I saw this issue with Spark on mesos (on EC2), not EMR Spark
Hi ,
Is there any resolution for this issue yet or any idea by which release this issue can be fixed ? I am also facing the same issue. My test case is very simple - to reload same file twice
When metadata is enabled Bulk Insert works fine , but Upsert Aborts with "Caused by: java.lang.IllegalStateException: Block has already been inflated" When metedata is disabled ( hoodie.metadata.enable = false ) The Upsert works fine.
My test cases mostly depend on Metadata , so I need it to be enabled. Please let me know if there is any other workaround.
Thank you !
cc @nsivabalan to look into this issue, thanks.
Is a fix for this issue planned to be regressed into 13.0 or a 12.x patch release?
I got the same issue. When I excluded the hudi-common from hudi-aws, it worked successfully
Hit this when using Flink 1.16 and Hudi bdb50ddccc9631317dfb06a06abc38cbd3714ce8 on EKS. Metadata table was disabled enabled.
2023-04-19 23:55:23
org.apache.hudi.exception.HoodieMetadataException: Failed to retrieve files in partition s3a://path-to-data/ from metadata
at org.apache.hudi.metadata.BaseTableMetadata.getAllFilesInPartition(BaseTableMetadata.java:152)
at org.apache.hudi.metadata.HoodieMetadataFileSystemView.listPartition(HoodieMetadataFileSystemView.java:69)

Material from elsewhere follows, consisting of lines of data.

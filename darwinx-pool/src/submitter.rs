//! Block assembly and submission (§4.7): reassembles the full block body
//! from a winning job and its extranonces, calls `submitblock`, and records
//! the outcome on the ledger.

use std::sync::Arc;

use thiserror::Error;

use crate::codec::varint;
use crate::job::Job;
use crate::ledger::{Ledger, LedgerError};
use crate::rpc::{RpcClient, RpcError};

#[derive(Debug, Error)]
pub enum SubmitError {
    #[error("rpc error submitting block: {0}")]
    Rpc(#[from] RpcError),
    #[error("ledger error recording block: {0}")]
    Ledger(#[from] LedgerError),
}

#[derive(Debug, Clone, PartialEq, Eq)]
pub enum SubmitStatus {
    Accepted,
    Rejected(String),
}

/// Serializes `header || varint(tx_count) || coinbase || tx...` as a hex
/// string ready for `submitblock`.
pub fn assemble_block_hex(header: &[u8; 80], job: &Job, extranonce1: &[u8], extranonce2: &[u8]) -> String {
    let coinbase = job.coinbase.full_coinbase(extranonce1, extranonce2);
    let tx_count = 1 + job.template.transactions.len();

    let mut body = Vec::with_capacity(80 + 8 + coinbase.len() + job.template.transactions.len() * 256);
    body.extend_from_slice(header);
    body.extend_from_slice(&varint(tx_count as u64));
    body.extend_from_slice(&coinbase);
    for tx in &job.template.transactions {
        body.extend_from_slice(&tx.data);
    }

    hex::encode(body)
}

pub struct Submitter {
    rpc: Arc<RpcClient>,
    ledger: Arc<Ledger>,
}

impl Submitter {
    pub fn new(rpc: Arc<RpcClient>, ledger: Arc<Ledger>) -> Self {
        Self { rpc, ledger }
    }

    /// Submits a winning share's block and records it on the ledger,
    /// closing the round it belonged to. The submission is attempted even
    /// if the node later rejects it (e.g. stale tip) — the rejection itself
    /// is recorded rather than dropped.
    pub async fn submit(
        &self,
        job: &Job,
        extranonce1: &[u8],
        extranonce2: &[u8],
        header: &[u8; 80],
        round_id: i64,
    ) -> Result<SubmitStatus, SubmitError> {
        let block_hex = assemble_block_hex(header, job, extranonce1, extranonce2);
        let header_hash_be = {
            let digest = crate::codec::double_sha256(header);
            let mut be = digest;
            be.reverse();
            hex::encode(be)
        };

        let status = match self.rpc.submit_block(&block_hex).await {
            Ok(()) => SubmitStatus::Accepted,
            Err(RpcError::Node { message, .. }) => SubmitStatus::Rejected(message),
            Err(other) => return Err(other.into()),
        };

        let ledger_status = match &status {
            SubmitStatus::Accepted => "submitted".to_string(),
            SubmitStatus::Rejected(message) => format!("error:{message}"),
        };

        self.ledger
            .record_block_candidate(
                round_id,
                job.template.height as i64,
                &header_hash_be,
                &hex::encode(job.template.prev_hash_be),
                &ledger_status,
                job.template.coinbase_value_sats as i64,
            )
            .await?;

        Ok(status)
    }
}

#[cfg(test)]
mod tests {
    use super::*;
    use crate::coinbase::{CoinbaseParams, build_coinbase};
    use crate::job::Job;
    use crate::merkle::compute_branch;
    use crate::template::{Template, TemplateTx};
    use bitcoin::ScriptBuf;

    fn sample_job() -> Job {
        let payout = ScriptBuf::from_bytes(vec![0u8, 0x14].into_iter().chain([0xaa; 20]).collect());
        let commitment = ScriptBuf::from_bytes(vec![0x6a, 0x02, 0xaa, 0xbb]);
        let coinbase = build_coinbase(CoinbaseParams {
            height: 1,
            lane_tag: *b"A",
            job_seq: 0,
            extranonce1_size: 4,
            extranonce2_size: 4,
            payout_script: &payout,
            coinbase_value_sats: 5_000_000_000,
            witness_commitment_script: &commitment,
        })
        .unwrap();

        let template = Arc::new(Template {
            height: 1,
            version: 0x2000_0000,
            prev_hash_be: [0x11; 32],
            curtime: 1_700_000_000,
            nbits: 0x1d00ffff,
            coinbase_value_sats: 5_000_000_000,
            default_witness_commitment: Some(commitment),
            transactions: vec![TemplateTx { data: vec![0xde, 0xad, 0xbe, 0xef], txid_be: [0x22; 32] }],
            network_difficulty: 1.0,
            job_seq: 1,
        });

        let merkle_branch = compute_branch(&[[0u8; 32], {
            let mut t = [0x22; 32];
            t.reverse();
            t
        }]);

        Job {
            id: "job-1".into(),
            template,
            coinbase,
            merkle_branch,
            version: 0x2000_0000,
            nbits: 0x1d00ffff,
            ntime: 1_700_000_000,
            lane: *b"A",
            score: None,
        }
    }

    #[test]
    fn assembled_block_contains_header_and_all_tx_payloads() {
        let job = sample_job();
        let header = [0u8; 80];
        let hex_body = assemble_block_hex(&header, &job, &[0u8; 4], &[0u8; 4]);
        let bytes = hex::decode(&hex_body).unwrap();

        assert_eq!(&bytes[0..80], &header[..]);
        assert!(bytes.windows(4).any(|w| w == [0xde, 0xad, 0xbe, 0xef]));
    }
}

at org.apache.hudi.common.table.view.AbstractTableFileSystemView.lambda$ensurePartitionLoadedCorrectly$16(AbstractTableFileSystemView.java:428)
at java.base/java.util.concurrent.ConcurrentHashMap.computeIfAbsent(Unknown Source)

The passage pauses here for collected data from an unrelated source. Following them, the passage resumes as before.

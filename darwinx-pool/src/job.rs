//! Job builder and the active-jobs registry (§4.4).

use std::collections::HashMap;
use std::collections::VecDeque;
use std::sync::Arc;
use std::sync::atomic::{AtomicU64, Ordering};

use bitcoin::ScriptBuf;
use bitcoin::pow::Target;
use parking_lot::RwLock;
use rand::Rng;

use crate::coinbase::{CoinbaseError, CoinbaseParams, CoinbaseTemplate, LANES, LaneTag, build_coinbase};
use crate::codec::target_from_nbits;
use crate::merkle::compute_branch;
use crate::template::Template;

/// Scored metadata attached by the (optional) DarwinX scorer.
#[derive(Debug, Clone, Copy, PartialEq)]
pub struct JobScore {
    pub score: f64,
    pub hash_norm: f64,
    pub entropy: f64,
}

#[derive(Debug, Clone)]
pub struct Job {
    pub id: String,
    pub template: Arc<Template>,
    pub coinbase: CoinbaseTemplate,
    /// Sibling hashes in internal byte order; reverse to BE hex at the wire boundary.
    pub merkle_branch: Vec<[u8; 32]>,
    pub version: u32,
    pub nbits: u32,
    pub ntime: u32,
    pub lane: LaneTag,
    pub score: Option<JobScore>,
}

impl Job {
    pub fn net_target(&self) -> Target {
        target_from_nbits(self.nbits)
    }

    pub fn prev_hash_internal(&self) -> [u8; 32] {
        let mut v = self.template.prev_hash_be;
        v.reverse();
        v
    }

    pub fn merkle_root(&self, extranonce1: &[u8], extranonce2: &[u8]) -> [u8; 32] {
        let legacy_txid = self.coinbase.legacy_txid(extranonce1, extranonce2);
        crate::merkle::fold_branch(legacy_txid, &self.merkle_branch)
    }

    /// Assemble the 80-byte header for a candidate submission.
    pub fn header_bytes(&self, extranonce1: &[u8], extranonce2: &[u8], nonce: u32) -> [u8; 80] {
        let merkle_root = self.merkle_root(extranonce1, extranonce2);

        let mut header = [0u8; 80];
        header[0..4].copy_from_slice(&self.version.to_le_bytes());
        header[4..36].copy_from_slice(&self.prev_hash_internal());
        header[36..68].copy_from_slice(&merkle_root);
        header[68..72].copy_from_slice(&self.ntime.to_le_bytes());
        header[72..76].copy_from_slice(&self.nbits.to_le_bytes());
        header[76..80].copy_from_slice(&nonce.to_le_bytes());
        header
    }
}

pub struct JobBuilderParams<'a> {
    pub template: Arc<Template>,
    pub payout_script: &'a ScriptBuf,
    pub extranonce1_size: u8,
    pub extranonce2_size: u8,
}

/// Builds jobs from a template, rotating round-robin across `LANES` and
/// computing the merkle branch once per template (shared by all lanes,
/// since the branch only depends on the set of non-coinbase txids).
pub struct JobBuilder {
    lane_cursor: AtomicU64,
    seq_counter: AtomicU64,
}

impl Default for JobBuilder {
    fn default() -> Self {
        Self::new()
    }
}

impl JobBuilder {
    pub fn new() -> Self {
        Self {
            lane_cursor: AtomicU64::new(0),
            seq_counter: AtomicU64::new(0),
        }
    }

    fn next_lane(&self) -> LaneTag {
        let idx = self.lane_cursor.fetch_add(1, Ordering::Relaxed) as usize % LANES.len();
        LANES[idx]
    }

    pub fn build(&self, params: JobBuilderParams<'_>) -> Result<Job, CoinbaseError> {
        let template = params.template;
        let lane = self.next_lane();
        let job_seq = self.seq_counter.fetch_add(1, Ordering::Relaxed) as u32;

        let witness_commitment = template
            .default_witness_commitment
            .clone()
            .ok_or(CoinbaseError::BadTemplate)?;

        let coinbase = build_coinbase(CoinbaseParams {
            height: template.height,
            lane_tag: lane,
            job_seq,
            extranonce1_size: params.extranonce1_size,
            extranonce2_size: params.extranonce2_size,
            payout_script: params.payout_script,
            coinbase_value_sats: template.coinbase_value_sats,
            witness_commitment_script: &witness_commitment,
        })?;

        let mut leaves = Vec::with_capacity(template.transactions.len() + 1);
        // Placeholder coinbase leaf at index 0; the real leaf substitutes in
        // at header-assembly time once extranonce1/2 are known.
        leaves.push([0u8; 32]);
        for tx in &template.transactions {
            let mut internal = tx.txid_be;
            internal.reverse();
            leaves.push(internal);
        }
        let merkle_branch = compute_branch(&leaves);

        let job_id = format!("{:08x}-{}-{:04x}", template.job_seq, lane_char(&lane), job_seq);

        Ok(Job {
            id: job_id,
            version: template.version,
            nbits: template.nbits,
            ntime: template.curtime,
            template,
            coinbase,
            merkle_branch,
            lane,
            score: None,
        })
    }
}

fn lane_char(lane: &LaneTag) -> char {
    lane[0] as char
}

/// Bounded registry of jobs currently valid for submission.
///
/// Many writers (one job builder call per template refresh), many readers
/// (session tasks resolving `job_id` on submit). Plain oldest-first FIFO
/// eviction once `max_entries` is exceeded — stale jobs past a `prev_hash`
/// boundary are already rejected at share-validation time via `get`
/// returning `None`, so eviction only needs to bound memory, not track
/// round boundaries itself.
pub struct ActiveJobs {
    max_entries: usize,
    inner: RwLock<Inner>,
}

struct Inner {
    jobs: HashMap<String, Arc<Job>>,
    order: VecDeque<String>,
}

impl ActiveJobs {
    pub fn new(max_entries: usize) -> Self {
        Self {
            max_entries,
            inner: RwLock::new(Inner {
                jobs: HashMap::new(),
                order: VecDeque::new(),
            }),
        }
    }

    pub fn insert(&self, job: Job) -> Arc<Job> {
        let arc = Arc::new(job);
        let mut inner = self.inner.write();
        inner.order.push_back(arc.id.clone());
        inner.jobs.insert(arc.id.clone(), arc.clone());

        while inner.jobs.len() > self.max_entries {
            let Some(oldest_id) = inner.order.pop_front() else {
                break;
            };
            inner.jobs.remove(&oldest_id);
        }

        arc
    }

    pub fn get(&self, job_id: &str) -> Option<Arc<Job>> {
        self.inner.read().jobs.get(job_id).cloned()
    }

    pub fn len(&self) -> usize {
        self.inner.read().jobs.len()
    }

    pub fn is_empty(&self) -> bool {
        self.len() == 0
    }
}

/// A random, per-session extranonce1 of `size` bytes.
pub fn generate_extranonce1(size: u8) -> Vec<u8> {
    let mut bytes = vec![0u8; size as usize];
    rand::thread_rng().fill(bytes.as_mut_slice());
    bytes
}

#[cfg(test)]
mod tests {
    use super::*;
    use crate::template::TemplateTx;

    fn template_with(n_tx: usize, prev_hash: [u8; 32]) -> Arc<Template> {
        Arc::new(Template {
            height: 210_000,
            version: 0x2000_0000,
            prev_hash_be: prev_hash,
            curtime: 1_700_000_000,
            nbits: 0x1d00ffff,
            coinbase_value_sats: 5_000_000_000,
            default_witness_commitment: Some(ScriptBuf::from_bytes(vec![0x6a, 0x02, 0xaa, 0xbb])),
            transactions: (0..n_tx)
                .map(|i| TemplateTx {
                    data: vec![0u8; 10],
                    txid_be: [i as u8; 32],
                })
                .collect(),
            network_difficulty: 1.0,
            job_seq: 1,
        })
    }

    #[test]
    fn builder_assigns_unique_ids_and_rotates_lanes() {
        let builder = JobBuilder::new();
        let payout = ScriptBuf::from_bytes(vec![0u8, 0x14].into_iter().chain([0xaa; 20]).collect());
        let template = template_with(3, [0u8; 32]);

        let job_a = builder
            .build(JobBuilderParams {
                template: template.clone(),
                payout_script: &payout,
                extranonce1_size: 4,
                extranonce2_size: 4,
            })
            .unwrap();
        let job_b = builder
            .build(JobBuilderParams {
                template,
                payout_script: &payout,
                extranonce1_size: 4,
                extranonce2_size: 4,
            })
            .unwrap();

        assert_ne!(job_a.id, job_b.id);
        assert_ne!(job_a.lane, job_b.lane);
    }

    #[test]
    fn active_jobs_evicts_beyond_capacity() {
        let registry = ActiveJobs::new(2);
        let builder = JobBuilder::new();
        let payout = ScriptBuf::from_bytes(vec![0u8, 0x14].into_iter().chain([0xaa; 20]).collect());
        let template = template_with(0, [0u8; 32]);

        for _ in 0..3 {
            let job = builder
                .build(JobBuilderParams {
                    template: template.clone(),
                    payout_script: &payout,
                    extranonce1_size: 4,
                    extranonce2_size: 4,
                })
                .unwrap();
            registry.insert(job);
        }

        assert_eq!(registry.len(), 2);
    }

    #[test]
    fn header_bytes_has_correct_length_and_fields() {
        let builder = JobBuilder::new();
        let payout = ScriptBuf::from_bytes(vec![0u8, 0x14].into_iter().chain([0xaa; 20]).collect());
        let template = template_with(2, [0x11; 32]);
        let job = builder
            .build(JobBuilderParams {
                template,
                payout_script: &payout,
                extranonce1_size: 4,
                extranonce2_size: 4,
            })
            .unwrap();

        let header = job.header_bytes(&[0u8; 4], &[0u8; 4], 42);
        assert_eq!(header.len(), 80);
        assert_eq!(&header[76..80], &42u32.to_le_bytes());
    }
}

at org.apache.hudi.common.table.view.AbstractTableFileSystemView.ensurePartitionLoadedCorrectly(AbstractTableFileSystemView.java:419)

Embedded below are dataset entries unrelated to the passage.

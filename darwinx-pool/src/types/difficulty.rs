//! Difficulty type with lossless 256-bit representation.

use crate::codec::diff1_target;
use crate::u256::U256;
use bitcoin::hash_types::BlockHash;
use bitcoin::hashes::Hash;
use bitcoin::pow::Target;
use std::cmp::Ordering;
use std::fmt;

/// Mining difficulty.
///
/// Internally stores the corresponding target value for lossless 256-bit
/// precision. Difficulty and target have an inverse relationship:
/// ```text
/// target = DIFF1_TARGET / difficulty
/// difficulty = DIFF1_TARGET / target
/// ```
/// where `DIFF1_TARGET` is Bitcoin's canonical difficulty-1 target (the
/// expansion of nbits `0x1d00ffff`, see [`diff1_target`]) -- not
/// `Target::MAX`, the raw 256-bit ceiling, which is ~2^32 times larger and
/// never corresponds to any real difficulty value.
///
/// Used for:
/// - Stratum protocol (pools communicate difficulty as integers)
/// - Logging and display (human-readable values)
/// - Share validation (via `to_target()`)
/// - Forced low-difficulty testing (sub-1.0 values)
///
/// In Bitcoin's proof-of-work, a hash is valid if it's numerically less than
/// or equal to a target value:
/// - Difficulty 1: target = DIFF1_TARGET (largest valid target, easiest)
/// - Difficulty 1000: target = DIFF1_TARGET / 1000 (smaller target, harder)
/// - Difficulty 0.001: target = DIFF1_TARGET * 1000 (larger than DIFF1_TARGET, very easy)
///
/// Higher difficulty produces a smaller target, meaning fewer hash values
/// qualify as valid, requiring more hashing attempts on average.
#[derive(Debug, Clone, Copy)]
pub struct Difficulty(Target);

impl Difficulty {
    /// Maximum difficulty (target of zero---no hash can satisfy it).
    pub const MAX: Self = Self(Target::ZERO);

    /// Create from f64, including fractional and sub-1.0 difficulties
    /// (vardiff produces both).
    ///
    /// Most code should use `Difficulty::from(u64)` instead. This exists
    /// for vardiff and forced-rate testing where fractional difficulties
    /// occur. The conversion is lossy (f64 precision), but unlike a naive
    /// `value as u64` divisor it does not truncate the fractional part of
    /// `value` itself before dividing — `target_from_difficulty(1.5)` lands
    /// between the targets for 1 and 2, not on top of the target for 1.
    pub fn from_f64(value: f64) -> Self {
        if value <= 0.0 || !value.is_finite() {
            return Self(Target::MAX);
        }

        // Scale `value` into an integer numerator/denominator pair before
        // dividing, so the fractional part survives the division instead
        // of being floored away. DIFF1_TARGET is ~2^224, so multiplying by
        // SCALE (~2^30) stays well under the 256-bit ceiling.
        const SCALE: u64 = 1_000_000_000;
        let diff1 = U256::from(diff1_target());
        let scaled = ((value * SCALE as f64).round().max(1.0)) as u64;
        let target = (diff1 * SCALE) / scaled;
        Self(Target::from(target))
    }

    /// Get difficulty as f64 (lossy for very large values).
    ///
    /// Uses rust-bitcoin's `difficulty_float()` for the conversion.
    pub fn as_f64(self) -> f64 {
        self.0.difficulty_float()
    }

    /// Convert to u64, saturating at u64::MAX.
    ///
    /// Useful for Stratum protocol which uses integer difficulties.
    pub fn as_u64(self) -> u64 {
        let f = self.as_f64();
        if f >= u64::MAX as f64 {
            u64::MAX
        } else if f <= 0.0 {
            0
        } else {
            f as u64
        }
    }

    /// Create difficulty from a target (lossless).
    pub fn from_target(target: Target) -> Self {
        Self(target)
    }

    /// Get the underlying target (lossless).
    ///
    /// Use this for actual share validation (comparing against block hashes).
    pub fn to_target(self) -> Target {
        self.0
    }

    /// Calculate difficulty from a block hash.
    ///
    /// The hash value directly represents the target that was met, so this
    /// conversion is lossless. Useful for determining what difficulty a
    /// found share represents.
    pub fn from_hash(hash: &BlockHash) -> Self {
        let hash_u256 = U256::from_le_bytes(*hash.as_byte_array());
        if hash_u256 == U256::ZERO {
            return Self::MAX;
        }
        // The hash IS the target that was met
        Self(Target::from(hash_u256))
    }

    /// Decode a compact `nbits` value (network or job-carried) into a target.
    pub fn target_from_compact(bits: bitcoin::pow::CompactTarget) -> Target {
        Target::from(bits)
    }
}

impl From<u64> for Difficulty {
    fn from(diff: u64) -> Self {
        if diff == 0 {
            return Self(Target::MAX);
        }
        // target = DIFF1_TARGET / difficulty
        let diff1 = U256::from(diff1_target());
        let target = diff1 / diff;
        Self(Target::from(target))
    }
}

impl PartialEq for Difficulty {
    fn eq(&self, other: &Self) -> bool {
        self.0 == other.0
    }
}

impl Eq for Difficulty {}

impl PartialOrd for Difficulty {
    fn partial_cmp(&self, other: &Self) -> Option<Ordering> {
        Some(self.cmp(other))
    }
}

impl Ord for Difficulty {
    fn cmp(&self, other: &Self) -> Ordering {
        // Invert comparison: smaller target = higher difficulty
        // So if self.target < other.target, self is GREATER difficulty
        other.0.cmp(&self.0)
    }
}

impl fmt::Display for Difficulty {
    fn fmt(&self, f: &mut fmt::Formatter<'_>) -> fmt::Result {
        let value = self.as_f64();

        // Handle sub-1.0 difficulties with adaptive precision
        if value < 1.0 {
            let s = format!("{:.6}", value);
            let trimmed = s.trim_end_matches('0').trim_end_matches('.');
            return write!(f, "{}", trimmed);
        }

        // Format with SI suffixes (K, M, G, T, P)
        let (scaled, suffix) = if value >= 1e15 {
            (value / 1e15, "P")
        } else if value >= 1e12 {
            (value / 1e12, "T")
        } else if value >= 1e9 {
            (value / 1e9, "G")
        } else if value >= 1e6 {
            (value / 1e6, "M")
        } else if value >= 1e3 {
            (value / 1e3, "K")
        } else {
            (value, "")
        };

        // Round to appropriate precision; omit decimals for whole numbers
        if scaled >= 100.0 || scaled.fract() == 0.0 {
            write!(f, "{:.0}{}", scaled, suffix) // "112T" or "1"
        } else if scaled >= 10.0 {
            write!(f, "{:.1}{}", scaled, suffix) // "11.2T"
        } else {
            write!(f, "{:.2}{}", scaled, suffix) // "1.12T"
        }
    }
}

#[cfg(test)]
mod tests {
    use super::*;
    use bitcoin::hashes::Hash;

    #[test]
    fn test_difficulty_as_u64() {
        let diff = Difficulty::from(1024_u64);
        assert_eq!(diff.as_u64(), 1024);

        // Sub-1.0 truncates to 0
        let diff = Difficulty::from_f64(0.5);
        assert_eq!(diff.as_u64(), 0);
    }

    #[test]
    fn test_difficulty_to_target() {
        // Difficulty 1 should equal the canonical diff-1 target, not Target::MAX
        let diff = Difficulty::from(1_u64);
        assert_eq!(diff.to_target(), diff1_target());
        assert!(diff.to_target() < Target::MAX);

        // Difficulty 0 treated as 1 (edge case) -- falls back to the raw
        // ceiling as an invalid-input sentinel, distinct from the diff-1
        // target used by the real 1/d formula above.
        let diff = Difficulty::from(0_u64);
        assert_eq!(diff.to_target(), Target::MAX);

        // Higher difficulty should produce smaller target
        let diff_low = Difficulty::from(100_u64);
        let diff_high = Difficulty::from(1000_u64);
        assert!(diff_high.to_target() < diff_low.to_target());
    }

    #[test]
    fn test_difficulty_from_target() {
        // The canonical diff-1 target gives difficulty 1
        let diff = Difficulty::from_target(diff1_target());
        assert!((diff.as_f64() - 1.0).abs() < 0.001);

        // Round-trip: difficulty -> target -> difficulty is exact
        let original = Difficulty::from(1024_u64);
        let recovered = Difficulty::from_target(original.to_target());
        assert_eq!(original, recovered);

        // Larger difficulty round-trip
        let original = Difficulty::from(1_000_000_u64);
        let recovered = Difficulty::from_target(original.to_target());
        assert_eq!(original, recovered);
    }

    #[test]
    fn test_difficulty_ordering() {
        let diff_low = Difficulty::from(100_u64);
        let diff_high = Difficulty::from(1000_u64);

        // Higher difficulty value should compare greater
        assert!(diff_high > diff_low);
        assert!(diff_low < diff_high);

        // Equal difficulties
        let diff_a = Difficulty::from(500_u64);
        let diff_b = Difficulty::from(500_u64);
        assert_eq!(diff_a, diff_b);
        assert!(diff_a <= diff_b);
        assert!(diff_a >= diff_b);
    }

    #[test]
    fn test_difficulty_display() {
        // High difficulty (petahash range)
        let diff = Difficulty::from(1_500_000_000_000_000_u64);
        assert_eq!(diff.to_string(), "1.50P");

        // Terahash range
        let diff = Difficulty::from(112_700_000_000_000_u64);
        assert_eq!(diff.to_string(), "113T");

        let diff = Difficulty::from(11_200_000_000_000_u64);
        assert_eq!(diff.to_string(), "11.2T");

        let diff = Difficulty::from(1_120_000_000_000_u64);
        assert_eq!(diff.to_string(), "1.12T");

        // Gigahash range
        let diff = Difficulty::from(500_000_000_000_u64);
        assert_eq!(diff.to_string(), "500G");

        // Megahash range
        let diff = Difficulty::from(1_500_000_u64);
        assert_eq!(diff.to_string(), "1.50M");

        // Small values
        let diff = Difficulty::from(500_u64);
        assert_eq!(diff.to_string(), "500");

        // Difficulty 1 displays without decimals
        let diff = Difficulty::from(1_u64);
        assert_eq!(diff.to_string(), "1");

        // Sub-1.0 values display with adaptive precision (no trailing zeros)
        let diff = Difficulty::from_f64(0.5);
        assert_eq!(diff.to_string(), "0.5");

        let diff = Difficulty::from_f64(0.000048);
        assert_eq!(diff.to_string(), "0.000048");
    }

    #[test]
    fn test_difficulty_from_hash() {
        // The canonical diff-1 target gives difficulty 1
        let hash = BlockHash::from_byte_array(diff1_target().to_le_bytes());
        let diff = Difficulty::from_hash(&hash);
        assert!((diff.as_f64() - 1.0).abs() < 0.001);

        // Half of the diff-1 target gives difficulty 2
        let mut bytes = diff1_target().to_le_bytes();
        // Shift right by 1 bit (divide by 2)
        let mut carry = 0u8;
        for byte in bytes.iter_mut().rev() {
            let new_carry = *byte & 1;
            *byte = (*byte >> 1) | (carry << 7);
            carry = new_carry;
        }
        let hash = BlockHash::from_byte_array(bytes);
        let diff = Difficulty::from_hash(&hash);
        assert!((diff.as_f64() - 2.0).abs() < 0.01);

        // Very small hash gives high difficulty
        let mut bytes = [0u8; 32];
        bytes[0] = 1; // Smallest non-zero LE value
        let hash = BlockHash::from_byte_array(bytes);
        assert!(Difficulty::from_hash(&hash).as_f64() > 1_000_000.0);

        // Zero hash saturates to MAX
        let hash = BlockHash::from_byte_array([0u8; 32]);
        assert_eq!(Difficulty::from_hash(&hash), Difficulty::MAX);
    }

    #[test]
    fn test_sub_1_difficulty_target() {
        // Sub-1.0 difficulty should produce a target wider than the diff-1 target
        let diff = Difficulty::from_f64(0.5);
        let target = diff.to_target();

        assert!(target > diff1_target());

        // Difficulty 0.5 means target = DIFF1_TARGET * 2
        let diff1_u256 = U256::from(diff1_target());
        let expected_target = diff1_u256 * 2;
        assert_eq!(U256::from(target), expected_target);
    }

    #[test]
    fn test_lossless_roundtrip() {
        // Any u64 difficulty should round-trip exactly
        for &diff_val in &[1_u64, 2, 100, 1000, 1_000_000, u64::MAX / 2] {
            let diff = Difficulty::from(diff_val);
            let target = diff.to_target();
            let recovered = Difficulty::from_target(target);
            assert_eq!(diff, recovered, "Round-trip failed for {}", diff_val);
        }
    }
}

at org.apache.hudi.common.table.view.AbstractTableFileSystemView.getLatestMergedFileSlicesBeforeOrOn(AbstractTableFileSystemView.java:854)
at org.apache.hudi.common.table.view.PriorityBasedFileSystemView.execute(PriorityBasedFileSystemView.java:104)
at org.apache.hudi.common.table.view.PriorityBasedFileSystemView.getLatestMergedFileSlicesBeforeOrOn(PriorityBasedFileSystemView.java:195)
at org.apache.hudi.sink.partitioner.profile.DeltaWriteProfile.smallFilesProfile(DeltaWriteProfile.java:62)
at org.apache.hudi.sink.partitioner.profile.WriteProfile.getSmallFiles(WriteProfile.java:191)
at org.apache.hudi.sink.partitioner.BucketAssigner.getSmallFileAssign(BucketAssigner.java:179)
at org.apache.hudi.sink.partitioner.BucketAssigner.addInsert(BucketAssigner.java:137)
at org.apache.hudi.sink.partitioner.BucketAssignFunction.getNewRecordLocation(BucketAssignFunction.java:215)
at org.apache.hudi.sink.partitioner.BucketAssignFunction.processRecord(BucketAssignFunction.java:200)
at org.apache.hudi.sink.partitioner.BucketAssignFunction.processElement(BucketAssignFunction.java:162)
at org.apache.flink.streaming.api.operators.KeyedProcessOperator.processElement(KeyedProcessOperator.java:83)
at org.apache.flink.streaming.runtime.tasks.OneInputStreamTask$StreamTaskNetworkOutput.emitRecord(OneInputStreamTask.java:233)
at [org.apache.flink.streaming.runtime.io](http://org.apache.flink.streaming.runtime.io/).AbstractStreamTaskNetworkInput.processElement(AbstractStreamTaskNetworkInput.java:134)
at [org.apache.flink.streaming.runtime.io](http://org.apache.flink.streaming.runtime.io/).AbstractStreamTaskNetworkInput.emitNext(AbstractStreamTaskNetworkInput.java:105)
at [org.apache.flink.streaming.runtime.io](http://org.apache.flink.streaming.runtime.io/).StreamOneInputProcessor.processInput(StreamOneInputProcessor.java:65)
at org.apache.flink.streaming.runtime.tasks.StreamTask.processInput(StreamTask.java:542)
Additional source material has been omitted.